─── RECORDS TO PROCESS

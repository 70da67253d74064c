//! Locator, executor and status recorder tests against the in-memory store.

use std::sync::Arc;

use k8s_openapi::api::apps::v1::{Deployment, DeploymentSpec};
use k8s_openapi::api::core::v1::Pod;
use k8s_openapi::apimachinery::pkg::apis::meta::v1::ObjectMeta;

use resource_modifier::crd::{STATUS_ERROR, STATUS_SUCCESS};
use resource_modifier::directive::Directive;
use resource_modifier::executor::{
    DirectiveExecutor, REASON_ADDED_FINALIZER, REASON_ADDED_LABEL, REASON_REMOVED_FINALIZERS,
};
use resource_modifier::locator::ResourceLocator;
use resource_modifier::status::StatusRecorder;
use resource_modifier::{
    Error, MemoryStore, ResourceModifier, ResourceModifierSpec, TargetKind, TargetObject,
    TargetResourceData,
};

fn pod(name: &str, namespace: &str, finalizers: Vec<String>) -> TargetObject {
    TargetObject::Pod(Pod {
        metadata: ObjectMeta {
            name: Some(name.to_string()),
            namespace: Some(namespace.to_string()),
            finalizers: if finalizers.is_empty() {
                None
            } else {
                Some(finalizers)
            },
            ..Default::default()
        },
        ..Default::default()
    })
}

fn deployment(name: &str, namespace: &str, replicas: i32) -> TargetObject {
    TargetObject::Deployment(Deployment {
        metadata: ObjectMeta {
            name: Some(name.to_string()),
            namespace: Some(namespace.to_string()),
            ..Default::default()
        },
        spec: Some(DeploymentSpec {
            replicas: Some(replicas),
            ..Default::default()
        }),
        ..Default::default()
    })
}

fn modifier(name: &str) -> ResourceModifier {
    let mut modifier = ResourceModifier::new(
        name,
        ResourceModifierSpec {
            resource_data: TargetResourceData {
                resource_type: "pod".to_string(),
                name: Some("test-pod".to_string()),
                namespace: "test-ns".to_string(),
                labels: None,
            },
            annotations: vec!["removeAnyFinalizers".to_string()],
        },
    );
    modifier.metadata.namespace = Some("default".to_string());
    modifier
}

fn directive(raw: &str) -> Directive {
    Directive::parse(raw).unwrap().unwrap()
}

mod locator {
    use super::*;

    #[tokio::test]
    async fn resolves_named_object() {
        let store = Arc::new(MemoryStore::new());
        store.insert(pod("test-pod", "test-ns", vec![]));

        let locator = ResourceLocator::new(store);
        let data = TargetResourceData {
            resource_type: "pod".to_string(),
            name: Some("test-pod".to_string()),
            namespace: "test-ns".to_string(),
            labels: None,
        };

        let target = locator.locate(&data).await.unwrap();
        assert_eq!(target.kind(), TargetKind::Pod);
        assert_eq!(target.name(), "test-pod");
    }

    #[tokio::test]
    async fn defaults_namespace_when_unset() {
        let store = Arc::new(MemoryStore::new());
        store.insert(pod("test-pod", "default", vec![]));

        let locator = ResourceLocator::new(store);
        let data = TargetResourceData {
            resource_type: "pod".to_string(),
            name: Some("test-pod".to_string()),
            namespace: String::new(),
            labels: None,
        };

        assert!(locator.locate(&data).await.is_ok());
    }

    #[tokio::test]
    async fn rejects_unsupported_resource_type() {
        let locator = ResourceLocator::new(Arc::new(MemoryStore::new()));
        let data = TargetResourceData {
            resource_type: "gizmo".to_string(),
            name: Some("x".to_string()),
            namespace: "default".to_string(),
            labels: None,
        };

        let err = locator.locate(&data).await.unwrap_err();
        match err {
            Error::UnsupportedResourceType(input) => assert_eq!(input, "gizmo"),
            other => panic!("unexpected error: {other}"),
        }
    }

    #[tokio::test]
    async fn label_selection_is_reserved() {
        let locator = ResourceLocator::new(Arc::new(MemoryStore::new()));
        let data = TargetResourceData {
            resource_type: "pod".to_string(),
            name: None,
            namespace: "default".to_string(),
            labels: Some([("app".to_string(), "web".to_string())].into()),
        };

        let err = locator.locate(&data).await.unwrap_err();
        assert!(matches!(err, Error::SelectorNotImplemented));
    }

    #[tokio::test]
    async fn missing_selector_is_rejected() {
        let locator = ResourceLocator::new(Arc::new(MemoryStore::new()));
        let data = TargetResourceData {
            resource_type: "pod".to_string(),
            name: None,
            namespace: "default".to_string(),
            labels: None,
        };

        let err = locator.locate(&data).await.unwrap_err();
        assert!(matches!(err, Error::MissingSelector));
    }

    #[tokio::test]
    async fn missing_object_propagates_not_found() {
        let locator = ResourceLocator::new(Arc::new(MemoryStore::new()));
        let data = TargetResourceData {
            resource_type: "pod".to_string(),
            name: Some("ghost".to_string()),
            namespace: "default".to_string(),
            labels: None,
        };

        let err = locator.locate(&data).await.unwrap_err();
        assert!(matches!(err, Error::NotFound { .. }));
    }
}

mod executors {
    use super::*;

    #[tokio::test]
    async fn removes_all_finalizers_and_persists() {
        let store = Arc::new(MemoryStore::new());
        store.insert(pod("test-pod", "test-ns", vec!["test-finalizer".to_string()]));
        let mut target = store.object(TargetKind::Pod, "test-ns", "test-pod").unwrap();

        let executor = DirectiveExecutor::new(store.clone());
        let reason = executor
            .apply(&mut target, &directive("removeAnyFinalizers"))
            .await
            .unwrap();

        assert_eq!(reason, REASON_REMOVED_FINALIZERS);
        let stored = store.object(TargetKind::Pod, "test-ns", "test-pod").unwrap();
        assert!(stored.finalizers().is_empty());
    }

    #[tokio::test]
    async fn remove_finalizers_without_finalizers_fast_fails() {
        let store = Arc::new(MemoryStore::new());
        store.insert(pod("test-pod", "test-ns", vec![]));
        let mut target = store.object(TargetKind::Pod, "test-ns", "test-pod").unwrap();

        // No write happens, so even a poisoned store cannot fail this.
        store.fail_next_updates(1);
        let executor = DirectiveExecutor::new(store.clone());
        let result = executor
            .apply(&mut target, &directive("removeAnyFinalizers"))
            .await;

        assert!(result.is_ok());
    }

    #[tokio::test]
    async fn remove_finalizers_surfaces_update_error() {
        let store = Arc::new(MemoryStore::new());
        store.insert(pod("test-pod", "test-ns", vec!["test-finalizer".to_string()]));
        let mut target = store.object(TargetKind::Pod, "test-ns", "test-pod").unwrap();
        store.fail_next_updates(1);

        let executor = DirectiveExecutor::new(store.clone());
        let err = executor
            .apply(&mut target, &directive("removeAnyFinalizers"))
            .await
            .unwrap_err();

        assert!(err.is_transport());
    }

    #[tokio::test]
    async fn add_finalizer_is_idempotent() {
        let store = Arc::new(MemoryStore::new());
        store.insert(pod("test-pod", "test-ns", vec![]));
        let mut target = store.object(TargetKind::Pod, "test-ns", "test-pod").unwrap();

        let executor = DirectiveExecutor::new(store.clone());
        let raw = directive("addFinalizer:finalizer.rmod.dev");
        executor.apply(&mut target, &raw).await.unwrap();
        let reason = executor.apply(&mut target, &raw).await.unwrap();

        assert_eq!(reason, REASON_ADDED_FINALIZER);
        assert_eq!(
            target.finalizers().to_vec(),
            vec!["finalizer.rmod.dev".to_string()]
        );
    }

    #[tokio::test]
    async fn add_finalizer_preserves_existing_order() {
        let store = Arc::new(MemoryStore::new());
        store.insert(pod("test-pod", "test-ns", vec!["first".to_string()]));
        let mut target = store.object(TargetKind::Pod, "test-ns", "test-pod").unwrap();

        let executor = DirectiveExecutor::new(store.clone());
        executor
            .apply(&mut target, &directive("addFinalizer:second"))
            .await
            .unwrap();

        assert_eq!(
            target.finalizers().to_vec(),
            vec!["first".to_string(), "second".to_string()]
        );
    }

    #[tokio::test]
    async fn add_label_does_not_overwrite_existing_value() {
        let store = Arc::new(MemoryStore::new());
        store.insert(pod("test-pod", "test-ns", vec![]));
        let mut target = store.object(TargetKind::Pod, "test-ns", "test-pod").unwrap();
        target.insert_label("env".to_string(), "staging".to_string());

        let executor = DirectiveExecutor::new(store.clone());
        let reason = executor
            .apply(&mut target, &directive("addLabel:env:prod"))
            .await
            .unwrap();

        assert_eq!(reason, REASON_ADDED_LABEL);
        assert_eq!(target.labels().unwrap().get("env").unwrap(), "staging");
    }

    #[tokio::test]
    async fn remove_label_on_absent_key_succeeds_without_mutation() {
        let store = Arc::new(MemoryStore::new());
        store.insert(pod("test-pod", "test-ns", vec![]));
        let mut target = store.object(TargetKind::Pod, "test-ns", "test-pod").unwrap();

        let executor = DirectiveExecutor::new(store.clone());
        let result = executor
            .apply(&mut target, &directive("removeLabel:env"))
            .await;

        assert!(result.is_ok());
        assert!(target.labels().is_none());
    }

    #[tokio::test]
    async fn remove_label_deletes_exactly_that_entry() {
        let store = Arc::new(MemoryStore::new());
        store.insert(pod("test-pod", "test-ns", vec![]));
        let mut target = store.object(TargetKind::Pod, "test-ns", "test-pod").unwrap();
        target.insert_label("env".to_string(), "prod".to_string());
        target.insert_label("team".to_string(), "core".to_string());

        let executor = DirectiveExecutor::new(store.clone());
        executor
            .apply(&mut target, &directive("removeLabel:env"))
            .await
            .unwrap();

        let labels = target.labels().unwrap();
        assert!(!labels.contains_key("env"));
        assert_eq!(labels.get("team").unwrap(), "core");
    }

    #[tokio::test]
    async fn scale_sets_exact_replica_count() {
        let store = Arc::new(MemoryStore::new());
        store.insert(deployment("web", "test-ns", 1));
        let mut target = store
            .object(TargetKind::Deployment, "test-ns", "web")
            .unwrap();

        let executor = DirectiveExecutor::new(store.clone());
        executor
            .apply(&mut target, &directive("scale:5"))
            .await
            .unwrap();

        let stored = store
            .object(TargetKind::Deployment, "test-ns", "web")
            .unwrap();
        assert_eq!(stored.replicas(), Some(5));
    }

    #[tokio::test]
    async fn scale_rejects_non_scalable_kind_without_writing() {
        let store = Arc::new(MemoryStore::new());
        store.insert(pod("test-pod", "test-ns", vec![]));
        let mut target = store.object(TargetKind::Pod, "test-ns", "test-pod").unwrap();

        let executor = DirectiveExecutor::new(store.clone());
        let err = executor
            .apply(&mut target, &directive("scale:5"))
            .await
            .unwrap_err();

        assert!(matches!(err, Error::NotScalable(TargetKind::Pod)));
        assert_eq!(target.replicas(), None);
    }
}

mod recorder {
    use super::*;

    #[tokio::test]
    async fn success_clears_prior_error_condition() {
        let store = Arc::new(MemoryStore::new());
        let recorder = StatusRecorder::new(store.clone());
        let mut modifier = modifier("rm-test");

        recorder
            .record_error(&mut modifier, "could not resolve target")
            .await
            .unwrap();
        recorder
            .record_success(&mut modifier, "applied")
            .await
            .unwrap();

        let persisted = store.modifier("default", "rm-test").unwrap();
        let conditions = &persisted.status.unwrap().conditions;
        assert!(!conditions.contains_key(STATUS_ERROR));
        assert_eq!(conditions.get(STATUS_SUCCESS).unwrap(), "applied");
    }

    #[tokio::test]
    async fn error_keeps_prior_success_condition() {
        let store = Arc::new(MemoryStore::new());
        let recorder = StatusRecorder::new(store.clone());
        let mut modifier = modifier("rm-test");

        recorder
            .record_success(&mut modifier, "applied")
            .await
            .unwrap();
        recorder
            .record_error(&mut modifier, "later failure")
            .await
            .unwrap();

        let persisted = store.modifier("default", "rm-test").unwrap();
        let conditions = &persisted.status.unwrap().conditions;
        assert_eq!(conditions.get(STATUS_SUCCESS).unwrap(), "applied");
        assert_eq!(conditions.get(STATUS_ERROR).unwrap(), "later failure");
    }

    #[tokio::test]
    async fn failed_success_write_escalates_to_error_condition() {
        let store = Arc::new(MemoryStore::new());
        let recorder = StatusRecorder::new(store.clone());
        let mut modifier = modifier("rm-test");
        store.fail_next_updates(1);

        let result = recorder.record_success(&mut modifier, "applied").await;

        assert!(result.is_ok());
        let persisted = store.modifier("default", "rm-test").unwrap();
        let conditions = &persisted.status.unwrap().conditions;
        assert!(conditions
            .get(STATUS_ERROR)
            .unwrap()
            .contains("error during update"));
    }

    #[tokio::test]
    async fn double_write_failure_is_returned() {
        let store = Arc::new(MemoryStore::new());
        let recorder = StatusRecorder::new(store.clone());
        let mut modifier = modifier("rm-test");
        store.fail_next_updates(2);

        let err = recorder
            .record_success(&mut modifier, "applied")
            .await
            .unwrap_err();

        assert!(err.is_transport());
    }
}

──────

What the task asks for is a word-for-word repeat of the lines above, from the first through the one containing "Some(finalizers)".

• _OUTPUT_:
repository 70da67253d74064c
//! Locator, executor and status recorder tests against the in-memory store.

use std::sync::Arc;

use k8s_openapi::api::apps::v1::{Deployment, DeploymentSpec};
use k8s_openapi::api::core::v1::Pod;
use k8s_openapi::apimachinery::pkg::apis::meta::v1::ObjectMeta;

use resource_modifier::crd::{STATUS_ERROR, STATUS_SUCCESS};
use resource_modifier::directive::Directive;
use resource_modifier::executor::{
    DirectiveExecutor, REASON_ADDED_FINALIZER, REASON_ADDED_LABEL, REASON_REMOVED_FINALIZERS,
};
use resource_modifier::locator::ResourceLocator;
use resource_modifier::status::StatusRecorder;
use resource_modifier::{
    Error, MemoryStore, ResourceModifier, ResourceModifierSpec, TargetKind, TargetObject,
    TargetResourceData,
};

fn pod(name: &str, namespace: &str, finalizers: Vec<String>) -> TargetObject {
    TargetObject::Pod(Pod {
        metadata: ObjectMeta {
            name: Some(name.to_string()),
            namespace: Some(namespace.to_string()),
            finalizers: if finalizers.is_empty() {
                None
            } else {
                Some(finalizers)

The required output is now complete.